“Você precisa pensar positivo.”
“Isso é exagero.”
“É só coisa da sua cabeça.”
Frases como essas ainda são comuns quando o assunto é saúde mental. Muitas pessoas que enfrentam ansiedade, depressão, TDAH ou outros transtornos acabam se sentindo incompreendidas, julgadas ou até culpadas pelo que estão vivendo.
Mas existe um ponto importante que precisa ser entendido: transtornos mentais não são falta de força de vontade.
Eles envolvem alterações reais no funcionamento cerebral e impactam diretamente o corpo, as emoções e a qualidade de vida.
Saúde mental também é saúde física
Durante muito tempo, problemas emocionais foram tratados como algo “menos importante” do que doenças físicas.
Hoje, a ciência já demonstra que cérebro e corpo funcionam de maneira totalmente integrada.
Quando a saúde mental não está equilibrada, o organismo inteiro pode ser afetado.
Por isso, transtornos emocionais podem causar sintomas físicos como:
- fadiga
- dores musculares
- alterações intestinais
- insônia
- falta de ar
- tensão no peito
- dores de cabeça
- alteração no apetite
Em muitos casos, o sofrimento emocional aparece no corpo antes mesmo da pessoa perceber o que está acontecendo emocionalmente.
O que acontece no cérebro?
O cérebro funciona através da comunicação entre neurônios e neurotransmissores — substâncias responsáveis por regular emoções, atenção, motivação, sono e resposta ao estresse.
Entre os principais neurotransmissores envolvidos estão:
- serotonina
- dopamina
- noradrenalina
Quando existem alterações nesses sistemas, podem surgir sintomas emocionais e comportamentais importantes.
Na depressão, por exemplo, é comum haver perda de prazer, desânimo e dificuldade de concentração.
Na ansiedade, o cérebro permanece em estado constante de alerta.
Já no TDAH, áreas relacionadas à atenção e impulsividade podem funcionar de forma diferente.
Isso significa que os sintomas não são “inventados” ou “dramatizados”.
O impacto emocional do julgamento
Além dos sintomas do transtorno em si, muitas pessoas ainda precisam lidar com o julgamento social.
Comentários minimizando o sofrimento emocional podem fazer com que a pessoa:
- demore para procurar ajuda
- sinta vergonha
- esconda sintomas
- se culpe pelo que está vivendo
Isso pode agravar ainda mais o quadro ao longo do tempo.
Saúde mental deve ser tratada com a mesma seriedade dedicada a qualquer outra área da medicina.
Cada pessoa vive de uma forma diferente
Dois pacientes com o mesmo diagnóstico podem apresentar sintomas completamente diferentes.
Algumas pessoas conseguem manter a rotina mesmo sofrendo internamente.
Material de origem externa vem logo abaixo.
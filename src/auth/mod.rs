//! Login flow
//!
//! The service issues no tokens and keeps no sessions. A login attempt
//! fetches the whole user collection once and compares the submitted
//! credentials against the first record, which is how the service's
//! seed data is laid out. Nothing is persisted on success.

use crate::api::CircleClient;

/// Outcome of a login attempt.
#[derive(Debug, Clone, PartialEq, Eq)]
pub enum LoginOutcome {
    /// Credentials matched; the caller navigates to the feed.
    Success,
    /// Credentials did not match (or the user list was empty).
    InvalidCredentials,
    /// The user list could not be fetched or decoded.
    Unavailable,
}

impl LoginOutcome {
    /// User-facing message for a failed attempt, `None` on success.
    pub const fn message(&self) -> Option<&'static str> {
        match self {
            Self::Success => None,
            Self::InvalidCredentials => Some("Invalid credentials. Try again."),
            Self::Unavailable => Some("Could not sign in. Try again later."),
        }
    }
}

/// Attempt a login against the remote user collection.
///
/// Exactly one unauthenticated fetch; every transport or decode
/// failure collapses into [`LoginOutcome::Unavailable`]. Only the
/// first record is consulted.
pub async fn attempt_login(api: &CircleClient, email: &str, password: &str) -> LoginOutcome {
    let users = match api.list_users().await {
        Ok(users) => users,
        Err(e) => {
            tracing::warn!("Login fetch failed: {e}");
            return LoginOutcome::Unavailable;
        }
    };

    match users.first() {
        Some(user) if user.matches(email, password) => LoginOutcome::Success,
        _ => LoginOutcome::InvalidCredentials,
    }
}

#[cfg(test)]
mod tests {
    use super::*;
    use serde_json::json;
    use wiremock::matchers::{method, path};
    use wiremock::{Mock, MockServer, ResponseTemplate};

    async fn server_with_users(users: serde_json::Value) -> MockServer {
        let server = MockServer::start().await;
        Mock::given(method("GET"))
            .and(path("/users/"))
            .respond_with(ResponseTemplate::new(200).set_body_json(users))
            .mount(&server)
            .await;
        server
    }

    #[tokio::test]
    async fn test_first_user_match_succeeds() {
        let server = server_with_users(json!([
            {"id": 1, "email": "nemo@circle.io", "password": "nautilus"},
            {"id": 2, "email": "ned@circle.io", "password": "harpoon"},
        ]))
        .await;

        let api = CircleClient::new(&server.uri(), 1);
        let outcome = attempt_login(&api, "nemo@circle.io", "nautilus").await;
        assert_eq!(outcome, LoginOutcome::Success);
        assert!(outcome.message().is_none());
    }

    #[tokio::test]
    async fn test_matching_non_first_user_still_fails() {
        // Only the first record is consulted, even when a later one matches
        let server = server_with_users(json!([
            {"id": 1, "email": "nemo@circle.io", "password": "nautilus"},
            {"id": 2, "email": "ned@circle.io", "password": "harpoon"},
        ]))
        .await;

        let api = CircleClient::new(&server.uri(), 1);
        let outcome = attempt_login(&api, "ned@circle.io", "harpoon").await;
        assert_eq!(outcome, LoginOutcome::InvalidCredentials);
    }

    #[tokio::test]
    async fn test_wrong_password_fails() {
        let server = server_with_users(json!([
            {"id": 1, "email": "nemo@circle.io", "password": "nautilus"},
        ]))
        .await;

        let api = CircleClient::new(&server.uri(), 1);
        let outcome = attempt_login(&api, "nemo@circle.io", "wrong").await;
        assert_eq!(outcome, LoginOutcome::InvalidCredentials);
    }

    #[tokio::test]
    async fn test_empty_collection_fails() {
        let server = server_with_users(json!([])).await;

        let api = CircleClient::new(&server.uri(), 1);
        let outcome = attempt_login(&api, "nemo@circle.io", "nautilus").await;
        assert_eq!(outcome, LoginOutcome::InvalidCredentials);
    }

    #[tokio::test]
    async fn test_fetch_failure_is_unavailable() {
        let server = MockServer::start().await;
        Mock::given(method("GET"))
            .and(path("/users/"))
            .respond_with(ResponseTemplate::new(500))
            .mount(&server)
            .await;

        let api = CircleClient::new(&server.uri(), 1);
        let outcome = attempt_login(&api, "nemo@circle.io", "nautilus").await;
        assert_eq!(outcome, LoginOutcome::Unavailable);
        assert_eq!(
            outcome.message(),
            Some("Could not sign in. Try again later.")
        );
    }
}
Outras percebem impactos intensos no trabalho, nos relacionamentos e na vida social.
Por isso, avaliações individualizadas são tão importantes.
Não existe uma experiência emocional “igual” para todos.
Falar sobre saúde mental é importante
Quanto mais informação existe, menor tende a ser o preconceito.
Entender que transtornos mentais possuem bases biológicas, emocionais e sociais ajuda a criar uma visão mais humana e acolhedora sobre o tema.
Buscar ajuda não é sinal de fraqueza. É uma forma de cuidado consigo mesma.
Se você percebe que seu emocional tem afetado sua rotina, seu corpo ou sua qualidade de vida, procurar orientação profissional pode ajudar a trazer mais clareza, acolhimento e direcionamento para esse momento.